Once you have located the line containing "backends own expiry." in the material below, return it exactly along with each line after it through the line containing "let err = LimiterSettings::new(Duration::MAX, 5).unwrap_err();".
Top of ENTRIES SHOWN
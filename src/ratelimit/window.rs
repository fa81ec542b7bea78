//! Fixed-window limits and the admission policy applied to them.

use std::time::{Duration, Instant};

use crate::config::LimiterConfig;
use crate::error::{Result, TurnstileError};

use super::backend::ClientState;

/// Smallest window the limiter accepts.
///
/// The Redis backend expresses windows as millisecond TTLs.
pub const MIN_WINDOW: Duration = Duration::from_millis(1);

/// Largest window in milliseconds; Redis TTLs are signed 64-bit.
pub const MAX_WINDOW_MS: u64 = i64::MAX as u64;

/// Validated window duration and per-window request limit.
#[derive(Debug, Clone, Copy, PartialEq, Eq)]
pub struct LimiterSettings {
    window: Duration,
    max_requests: u64,
}

/// What the fixed-window policy wants done with a key's counter.
#[derive(Debug, Clone, Copy, PartialEq, Eq)]
pub(crate) enum WindowDecision {
    /// No live window: start a new one holding this request.
    StartWindow,
    /// Room left in the live window: count this request.
    Increment,
    /// The live window is exhausted. Nothing is written.
    Reject,
}

impl LimiterSettings {
    /// Create settings, rejecting a zero limit or a window outside
    /// [`MIN_WINDOW`] to [`MAX_WINDOW_MS`].
    pub fn new(window: Duration, max_requests: u64) -> Result<Self> {
        if window < MIN_WINDOW {
            return Err(TurnstileError::Config(format!(
                "window must be at least {MIN_WINDOW:?}, got {window:?}"
            )));
        }
        if window.as_millis() > u128::from(MAX_WINDOW_MS)
            || Instant::now().checked_add(window).is_none()
        {
            return Err(TurnstileError::Config(format!(
                "window {window:?} is too long to track"
            )));
        }
        if max_requests == 0 {
            return Err(TurnstileError::Config(
                "max_requests must be greater than zero".to_string(),
            ));
        }

        Ok(Self {
            window,
            max_requests,
        })
    }

    /// Length of each window.
    pub fn window(&self) -> Duration {
        self.window
    }

    /// Requests admitted per window.
    pub fn max_requests(&self) -> u64 {
        self.max_requests
    }

    /// Apply the fixed-window policy to the live state of a key.
    ///
    /// `state` must already exclude expired windows; backends own expiry.
    pub(crate) fn decide(&self, state: Option<&ClientState>) -> WindowDecision {
        match state {
            None => WindowDecision::StartWindow,
            Some(state) if state.count < self.max_requests => WindowDecision::Increment,
            Some(_) => WindowDecision::Reject,
        }
    }
}

impl TryFrom<&LimiterConfig> for LimiterSettings {
    type Error = TurnstileError;

    fn try_from(config: &LimiterConfig) -> Result<Self> {
        Self::new(Duration::from_millis(config.window_ms), config.max_requests)
    }
}

#[cfg(test)]
mod tests {
    use super::*;

    fn state(count: u64) -> ClientState {
        ClientState {
            count,
            window_expires_at: None,
        }
    }

    #[test]
    fn test_rejects_zero_limit() {
        let err = LimiterSettings::new(Duration::from_secs(1), 0).unwrap_err();
        assert!(matches!(err, TurnstileError::Config(_)));
    }

    #[test]
    fn test_rejects_zero_window() {
        let err = LimiterSettings::new(Duration::ZERO, 5).unwrap_err();
        assert!(matches!(err, TurnstileError::Config(_)));

        assert!(LimiterSettings::new(Duration::from_micros(999), 5).is_err());
        assert!(LimiterSettings::new(MIN_WINDOW, 5).is_ok());
    }

    #[test]
    fn test_rejects_unrepresentable_window() {
        let err = LimiterSettings::new(Duration::MAX, 5).unwrap_err();
        assert!(matches!(err, TurnstileError::Config(_)));

        let past_redis_ttl = Duration::from_millis(MAX_WINDOW_MS) + Duration::from_millis(1);
        assert!(LimiterSettings::new(past_redis_ttl, 5).is_err());

        assert!(LimiterSettings::new(Duration::from_secs(86_400 * 365), 5).is_ok());
    }

    #[test]
    fn test_missing_state_starts_window() {
        let settings = LimiterSettings::new(Duration::from_secs(1), 3).unwrap();
        assert_eq!(settings.decide(None), WindowDecision::StartWindow);
    }

    #[test]
    fn test_boundary_is_strictly_below_limit() {
        let settings = LimiterSettings::new(Duration::from_secs(1), 3).unwrap();

        assert_eq!(settings.decide(Some(&state(1))), WindowDecision::Increment);
        assert_eq!(settings.decide(Some(&state(2))), WindowDecision::Increment);
        assert_eq!(settings.decide(Some(&state(3))), WindowDecision::Reject);
        assert_eq!(settings.decide(Some(&state(4))), WindowDecision::Reject);
    }

    #[test]
    fn test_limit_of_one_rejects_second_request() {
        let settings = LimiterSettings::new(Duration::from_secs(1), 1).unwrap();
        assert_eq!(settings.decide(Some(&state(1))), WindowDecision::Reject);
    }

    #[test]
    fn test_from_limiter_config() {
        let config = LimiterConfig {
            max_requests: 7,
            window_ms: 1500,
        };
        let settings = LimiterSettings::try_from(&config).unwrap();

        assert_eq!(settings.max_requests(), 7);
        assert_eq!(settings.window(), Duration::from_millis(1500));

        let invalid = LimiterConfig {
            max_requests: 7,
            window_ms: 0,
        };
        assert!(LimiterSettings::try_from(&invalid).is_err());
    }
}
Bottom of ENTRIES SHOWN
_TASK ANSWER:_
    /// `state` must already exclude expired windows; backends own expiry.
    pub(crate) fn decide(&self, state: Option<&ClientState>) -> WindowDecision {
        match state {
            None => WindowDecision::StartWindow,
            Some(state) if state.count < self.max_requests => WindowDecision::Increment,
            Some(_) => WindowDecision::Reject,
        }
    }
}

impl TryFrom<&LimiterConfig> for LimiterSettings {
    type Error = TurnstileError;

    fn try_from(config: &LimiterConfig) -> Result<Self> {
        Self::new(Duration::from_millis(config.window_ms), config.max_requests)
    }
}

#[cfg(test)]
mod tests {
    use super::*;

    fn state(count: u64) -> ClientState {
        ClientState {
            count,
            window_expires_at: None,
        }
    }

    #[test]
    fn test_rejects_zero_limit() {
        let err = LimiterSettings::new(Duration::from_secs(1), 0).unwrap_err();
        assert!(matches!(err, TurnstileError::Config(_)));
    }

    #[test]
    fn test_rejects_zero_window() {
        let err = LimiterSettings::new(Duration::ZERO, 5).unwrap_err();
        assert!(matches!(err, TurnstileError::Config(_)));

        assert!(LimiterSettings::new(Duration::from_micros(999), 5).is_err());
        assert!(LimiterSettings::new(MIN_WINDOW, 5).is_ok());
    }

    #[test]
    fn test_rejects_unrepresentable_window() {
        let err = LimiterSettings::new(Duration::MAX, 5).unwrap_err();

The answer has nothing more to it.